A primeira notícia é sobre a transferência para a ANA do Aeroporto Militar de Figo Maduro, apresentada como uma necessidade. São várias as notícias que, no essencial, abordam a (discutível) proposta da CTI (Comissão Técnica Independente) de a ANA usar Figo Maduro para um terceiro Terminal, e a alternativa preferida pela ANA de usar essa infra-estrutura essencialmente para parqueamento de aviões. Nenhuma notícia questiona o óbvio: Figo Maduro é uma infra-estrutura pública, que vai ser colocada ao serviço do lucro de uma multinacional francesa. Porquê? A troco de quê? As missões – inclusive de soberania – que essa infraestrutura realizava vão ter que ser realizadas por outra infraestrutura. Investimentos terão que ser feitos, custos públicos são inevitáveis.
Às vezes sente-se a insinuação de que tal oferta é para compensar a multinacional do «arrastamento da decisão sobre o novo aeroporto». O que é outra forma de falsificar a estória. Foi a Vinci que travou o processo então em curso, que estava decidido, com o estudo de impacto ambiental realizado e aprovado, e estava tudo consensualizado em Portugal aquando da privatização. Foi a Vinci que, assim que se apanhou com a concessão, disse que não queria retirar o aeroporto do centro da cidade de Lisboa e muito menos gastar parte dos seus ganhos a construir um novo aeroporto. E como o PSD/CDS lhe fizeram o favor de deixar o necessário buraco no contrato de privatização, a Vinci travou o início das obras em Alcochete. Cuja primeira fase já estaria construída hoje, não fora a Vinci.
O actual arrastamento do processo de decisão é posterior a tudo isto, e destina-se exactamente a disfarçar a realidade nua e crua atrás transmitida. Com a cumplicidade do PS. Ou seja, em vez de lhe retirar a concessão, como já devia ter feito, o Governo português ainda está a recompensar a multinacional com a oferta de uma nova infraestrutura pública. Que fácil é ser capitalista em Portugal.
«Nenhuma notícia questiona o óbvio: Figo Maduro é uma infra-estrutura pública, que vai ser colocada ao serviço do lucro de uma multinacional francesa. Porquê? A troco de quê?»

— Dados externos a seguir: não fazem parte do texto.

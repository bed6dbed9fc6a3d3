use crate::helpers::{calendar_diff, ceil_days, date_with_overflow, local_midnight};
use crate::params::{ReferenceDateParams, log_rejection};
use bon::builder;
use chrono::{Datelike, Local, NaiveDate, NaiveDateTime};
use serde::Serialize;
use std::fmt;

// =======================================
// ZODIAC SIGNS
// =======================================

/// Western tropical zodiac sign.
#[derive(Debug, Clone, Copy, PartialEq, Eq, Hash, Serialize)]
pub enum ZodiacSign {
    Capricorn,
    Aquarius,
    Pisces,
    Aries,
    Taurus,
    Gemini,
    Cancer,
    Leo,
    Virgo,
    Libra,
    Scorpio,
    Sagittarius,
}

impl ZodiacSign {
    pub fn name(self) -> &'static str {
        match self {
            ZodiacSign::Capricorn => "Capricorn",
            ZodiacSign::Aquarius => "Aquarius",
            ZodiacSign::Pisces => "Pisces",
            ZodiacSign::Aries => "Aries",
            ZodiacSign::Taurus => "Taurus",
            ZodiacSign::Gemini => "Gemini",
            ZodiacSign::Cancer => "Cancer",
            ZodiacSign::Leo => "Leo",
            ZodiacSign::Virgo => "Virgo",
            ZodiacSign::Libra => "Libra",
            ZodiacSign::Scorpio => "Scorpio",
            ZodiacSign::Sagittarius => "Sagittarius",
        }
    }

    pub fn symbol(self) -> char {
        match self {
            ZodiacSign::Capricorn => '♑',
            ZodiacSign::Aquarius => '♒',
            ZodiacSign::Pisces => '♓',
            ZodiacSign::Aries => '♈',
            ZodiacSign::Taurus => '♉',
            ZodiacSign::Gemini => '♊',
            ZodiacSign::Cancer => '♋',
            ZodiacSign::Leo => '♌',
            ZodiacSign::Virgo => '♍',
            ZodiacSign::Libra => '♎',
            ZodiacSign::Scorpio => '♏',
            ZodiacSign::Sagittarius => '♐',
        }
    }

    /// Sign for a (month, day) of birth.
    ///
    /// Walks the boundary table in order and returns the first sign whose last
    /// day is on or after the birth day. Capricorn appears twice because it
    /// wraps the new year.
    pub fn from_month_day(month: u32, day: u32) -> ZodiacSign {
        ZODIAC_BOUNDARIES
            .iter()
            .find(|(_, end_month, end_day)| {
                month < *end_month || (month == *end_month && day <= *end_day)
            })
            .map(|(sign, _, _)| *sign)
            .unwrap_or(ZodiacSign::Capricorn)
    }
}

impl fmt::Display for ZodiacSign {
    fn fmt(&self, f: &mut fmt::Formatter<'_>) -> fmt::Result {
        write!(f, "{} {}", self.name(), self.symbol())
    }
}

// (sign, last month, last day)
const ZODIAC_BOUNDARIES: [(ZodiacSign, u32, u32); 13] = [
    (ZodiacSign::Capricorn, 1, 19),
    (ZodiacSign::Aquarius, 2, 18),
    (ZodiacSign::Pisces, 3, 20),
    (ZodiacSign::Aries, 4, 19),
    (ZodiacSign::Taurus, 5, 20),
    (ZodiacSign::Gemini, 6, 20),
    (ZodiacSign::Cancer, 7, 22),
    (ZodiacSign::Leo, 8, 22),
    (ZodiacSign::Virgo, 9, 22),
    (ZodiacSign::Libra, 10, 22),
    (ZodiacSign::Scorpio, 11, 21),
    (ZodiacSign::Sagittarius, 12, 21),
    (ZodiacSign::Capricorn, 12, 31),
];

// =======================================
// AGE RESULT
// =======================================

/// Age at a given instant.
///
/// `years`/`months`/`days` come from the calendar decomposition of the two dates,
/// while the `total_*` fields are floors of the literal elapsed time since midnight
/// of the birth date, so they keep growing during the day.
#[derive(Debug, Clone, PartialEq, Serialize)]
pub struct AgeResult {
    pub years: i32,
    pub months: i32,
    pub days: i32,
    pub total_days: i64,
    pub total_hours: i64,
    pub total_minutes: i64,
    pub total_seconds: i64,
    pub next_birthday: NaiveDate,
    pub days_until_birthday: i64,
    pub zodiac_sign: ZodiacSign,
}

// =======================================
// PUBLIC FUNCTIONS
// =======================================

/// Age of a person born on `birth_date`, evaluated at `now`.
///
/// # Algorithm
/// ```text
/// years  = now.year  - birth.year
/// months = now.month - birth.month
/// days   = now.day   - birth.day
/// days < 0   => months -= 1, days += length of the month before now's month
/// months < 0 => years  -= 1, months += 12
/// ```
/// Totals are floors of `now - midnight(birth)`. The next birthday is the birth
/// month and day in the current year, or the following year once its midnight
/// has passed; a February 29th birthday rolls to March 1st in common years.
///
/// Returns `None` when the birth date lies after `now`.
///
/// # Examples
/// ```rust
/// # use calckit::prelude::*;
/// let birth = parse_local_date("2000-02-29")?;
/// let now = parse_local_date("2023-06-01")?.and_hms_opt(12, 0, 0).unwrap();
/// let age = calculate_age().birth_date(birth).now(now).call().unwrap();
/// assert_eq!((age.years, age.months, age.days), (23, 3, 3));
/// assert_eq!(age.next_birthday.to_string(), "2024-02-29");
/// assert_eq!(age.zodiac_sign, ZodiacSign::Pisces);
/// # CalcResult::Ok(())
/// ```
#[builder]
pub fn calculate_age(
    birth_date: NaiveDate,
    #[builder(default = Local::now().naive_local())] now: NaiveDateTime,
) -> Option<AgeResult> {
    let birth = local_midnight(birth_date);

    let params = ReferenceDateParams { date: birth, now };
    if let Err(report) = params.validate_all() {
        log_rejection("age", &report);
        return None;
    }

    // Calendar decomposition against today's date
    let (years, months, days) = calendar_diff(birth_date, now.date());

    // Literal elapsed time, including today's hours
    let elapsed = now - birth;

    // Next birthday, this year if its midnight is still ahead
    let month0 = i64::from(birth_date.month0());
    let mut next_birthday = date_with_overflow(now.year(), month0, birth_date.day())?;
    if local_midnight(next_birthday) <= now {
        next_birthday = date_with_overflow(now.year() + 1, month0, birth_date.day())?;
    }
    let days_until_birthday = ceil_days(now, local_midnight(next_birthday));

    Some(AgeResult {
        years,
        months,
        days,
        total_days: elapsed.num_days(),
        total_hours: elapsed.num_hours(),
        total_minutes: elapsed.num_minutes(),
        total_seconds: elapsed.num_seconds(),
        next_birthday,
        days_until_birthday,
        zodiac_sign: ZodiacSign::from_month_day(birth_date.month(), birth_date.day()),
    })
}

A completar a cumplicidade com este assalto, a comunicação social tem-se multiplicado em anúncios de que «a partir deste ano, a ANA vai ter de começar a partilhar com o concedente Estado uma percentagem das receitas». Face aos lucros da ANA (300 milhões em 2022, muito mais este ano, como veremos no final do ano), muitos leitores terão pensado: «epá, isto vai ser um maná, o Estado vai ficar rico!». E é aqui que importa ir à realidade concreta, àquela que está escondida em números que normalmente ninguém destaca.

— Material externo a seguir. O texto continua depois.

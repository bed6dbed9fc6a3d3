use crate::CalcResult;
use chrono::{Datelike, Duration, NaiveDate, NaiveDateTime, NaiveTime};

const MILLIS_PER_DAY: i64 = 24 * 60 * 60 * 1000;

// ================================================
// PUBLIC FUNCTIONS
// ================================================

/// Parse a `YYYY-MM-DD` form value as a calendar date in local time.
///
/// The value is never interpreted as a UTC instant, so users west of UTC do not
/// see the date shift back by one day. Invalid triples such as `2023-02-30`
/// are rejected rather than rolled over.
///
/// # Example
/// ```rust
/// # use calckit::prelude::*;
/// let date = parse_local_date("2024-02-29")?;
/// assert_eq!(date.to_string(), "2024-02-29");
/// assert!(parse_local_date("2023-02-29").is_err());
/// # CalcResult::Ok(())
/// ```
pub fn parse_local_date(value: &str) -> CalcResult<NaiveDate> {
    let value = value.trim();
    if value.is_empty() {
        return Err("date field is empty".into());
    }

    NaiveDate::parse_from_str(value, "%Y-%m-%d")
        .map_err(|err| format!("invalid date '{value}': {err}").into())
}

/// Local midnight at the start of `date`.
pub fn local_midnight(date: NaiveDate) -> NaiveDateTime {
    date.and_time(NaiveTime::MIN)
}

/// Number of days in the given month (28 to 31, leap years included).
pub fn days_in_month(year: i32, month: u32) -> u32 {
    match month {
        1 | 3 | 5 | 7 | 8 | 10 | 12 => 31,
        4 | 6 | 9 | 11 => 30,
        2 => {
            if is_leap_year(year) {
                29
            } else {
                28
            }
        }
        _ => 30, // never reached for a valid month, keeps the function total
    }
}

/// Gregorian leap-year rule.
pub fn is_leap_year(year: i32) -> bool {
    (year % 4 == 0 && year % 100 != 0) || year % 400 == 0
}

/// Calendar-aware (years, months, days) between `from` and `to`.
///
/// Subtracts field by field, then fixes underflow:
/// - day underflow borrows a month and adds the length of the month preceding `to`'s month
/// - month underflow borrows a year
///
/// `from` is expected to be on or before `to`.
pub fn calendar_diff(from: NaiveDate, to: NaiveDate) -> (i32, i32, i32) {
    let mut years = to.year() - from.year();
    let mut months = to.month() as i32 - from.month() as i32;
    let mut days = to.day() as i32 - from.day() as i32;

    // Fix day underflow
    if days < 0 {
        months -= 1;
        let (prev_year, prev_month) = if to.month() == 1 {
            (to.year() - 1, 12)
        } else {
            (to.year(), to.month() - 1)
        };
        days += days_in_month(prev_year, prev_month) as i32;
    }

    // Fix month underflow
    if months < 0 {
        years -= 1;
        months += 12;
    }

    (years, months, days)
}

/// Build a date from a year, a zero-based month offset and a day, letting
/// out-of-range months and days roll forward into the following period.
///
/// `month0` may be negative or exceed 11 (it is normalised into the year), and a
/// `day` past the end of the month spills over, so `(2023, 1, 29)` is March 1st.
/// Returns `None` only when the result leaves chrono's supported range.
pub fn date_with_overflow(year: i32, month0: i64, day: u32) -> Option<NaiveDate> {
    let year = i64::from(year) + month0.div_euclid(12);
    let month = month0.rem_euclid(12) as u32 + 1;
    let first = NaiveDate::from_ymd_opt(i32::try_from(year).ok()?, month, 1)?;
    first.checked_add_signed(Duration::days(i64::from(day) - 1))
}

/// Add a signed number of calendar months to `date`, keeping its day of month
/// and rolling any excess into the next month.
pub fn add_months_overflowing(date: NaiveDate, months: i64) -> Option<NaiveDate> {
    let month0 = i64::from(date.month0()) + months;
    date_with_overflow(date.year(), month0, date.day())
}

/// Whole days elapsed between two instants, rounded towards negative infinity.
pub fn floor_days(from: NaiveDateTime, to: NaiveDateTime) -> i64 {
    (to - from).num_milliseconds().div_euclid(MILLIS_PER_DAY)
}

/// Days between two instants, rounded towards positive infinity.
pub fn ceil_days(from: NaiveDateTime, to: NaiveDateTime) -> i64 {
    let millis = (to - from).num_milliseconds();
    let days = millis.div_euclid(MILLIS_PER_DAY);
    if millis.rem_euclid(MILLIS_PER_DAY) == 0 {
        days
    } else {
        days + 1
    }
}

/// Parse a numeric form field the way a browser's `parseFloat` does.
///
/// Leading whitespace is skipped and the longest numeric prefix is used, so
/// `"12.5%"` reads as `12.5`. Returns `None` when no number can be read.
pub fn parse_number(value: &str) -> Option<f64> {
    let value = value.trim_start();
    let bytes = value.as_bytes();
    let mut end = 0;

    if matches!(bytes.first(), Some(b'+') | Some(b'-')) {
        end += 1;
    }

    // Accept "Infinity" the way parseFloat does
    if value[end..].starts_with("Infinity") {
        return value[..end + "Infinity".len()].parse().ok();
    }

    let mut digits = 0;
    while end < bytes.len() && bytes[end].is_ascii_digit() {
        end += 1;
        digits += 1;
    }
    if end < bytes.len() && bytes[end] == b'.' {
        end += 1;
        while end < bytes.len() && bytes[end].is_ascii_digit() {
            end += 1;
            digits += 1;
        }
    }
    if digits == 0 {
        return None;
    }

    // Optional exponent, only consumed when it is complete
    if end < bytes.len() && (bytes[end] == b'e' || bytes[end] == b'E') {
        let mut exp_end = end + 1;
        if matches!(bytes.get(exp_end), Some(b'+') | Some(b'-')) {
            exp_end += 1;
        }
        let exp_digits_start = exp_end;
        while exp_end < bytes.len() && bytes[exp_end].is_ascii_digit() {
            exp_end += 1;
        }
        if exp_end > exp_digits_start {
            end = exp_end;
        }
    }

    value[..end].parse().ok()
}

/// Parse an integer form field the way a browser's `parseInt` does, truncating
/// any fractional part. Returns `None` when no digits can be read.
pub fn parse_integer(value: &str) -> Option<i64> {
    let value = value.trim_start();
    let bytes = value.as_bytes();
    let mut end = 0;

    if matches!(bytes.first(), Some(b'+') | Some(b'-')) {
        end += 1;
    }
    let digits_start = end;
    while end < bytes.len() && bytes[end].is_ascii_digit() {
        end += 1;
    }
    if end == digits_start {
        return None;
    }

    value[..end].parse().ok()
}

/// An already-parsed field that came out as NaN or infinite counts as zero.
pub fn finite_or_zero(value: f64) -> f64 {
    if value.is_finite() { value } else { 0.0 }
}

/// Missing or unparsable numeric fields count as zero.
pub fn number_or_zero(value: &str) -> f64 {
    match parse_number(value) {
        Some(number) if !number.is_nan() => number,
        _ => 0.0,
    }
}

Ora, o Orçamento do Estado para 2024 contém duas informações importantes relativas a este maná. Primeiro, traz uma estimativa de quanto será essa receita pública: em dez anos, a estimativa total é de 180 milhões de lucros entregues ao Estado. Nesse período, o lucro que a ANA enviará para a multinacional será de 3 a 5 mil milhões de euros. De facto, uma imensa alegria. Uma extraordinária vantagem: um conjunto de infra-estruturas públicas, vendidas por mil milhões de euros1, que já deram mais de mil milhões de lucro a quem comprou, e que nos próximos dez anos darão 180 milhões ao Estado Português e 3 a 5 mil milhões à multinacional. Restando ainda nessa altura uns 30 anos de concessão. Um maná.
Mas não comecem já a gastar aqueles 180 milhões prometidos para os próximos dez anos. É que neste momento, também informa a proposta de Orçamento do Estado, a Vinci já tem colocado em tribunais arbitrais pedidos para receber 214 milhões para Reequilibrar a Concessão. Parece mentira, eu sei.
Como é que alguém com uma concessão tão lucrativa como esta se atreve a pedir mais? Mas não só pedem, como manda o histórico dos tribunais arbitrais que irão receber. E se nada for feito para travar esta porta aberta ao assalto aos bens públicos, nos próximos dez anos muitas desculpas serão encontradas pela multinacional para ir a um tribunal arbitral buscar umas dezenas de milhões de euros do erário público.
O facto de a comunicação social dominada fingir não ver nada disto diz muito do seu papel em Portugal.
- 1. Sim, eu sei que eles dizem que venderam por 3 mil milhões. Mas é mentira. Foi por mil milhões. Os outros 2 mil milhões são dívida da ANA feita para comprar a concessão por 50 anos, que a Vinci assumiu e está – como é normal – a ser paga com os resultados da ANA antes do apuramento do lucro.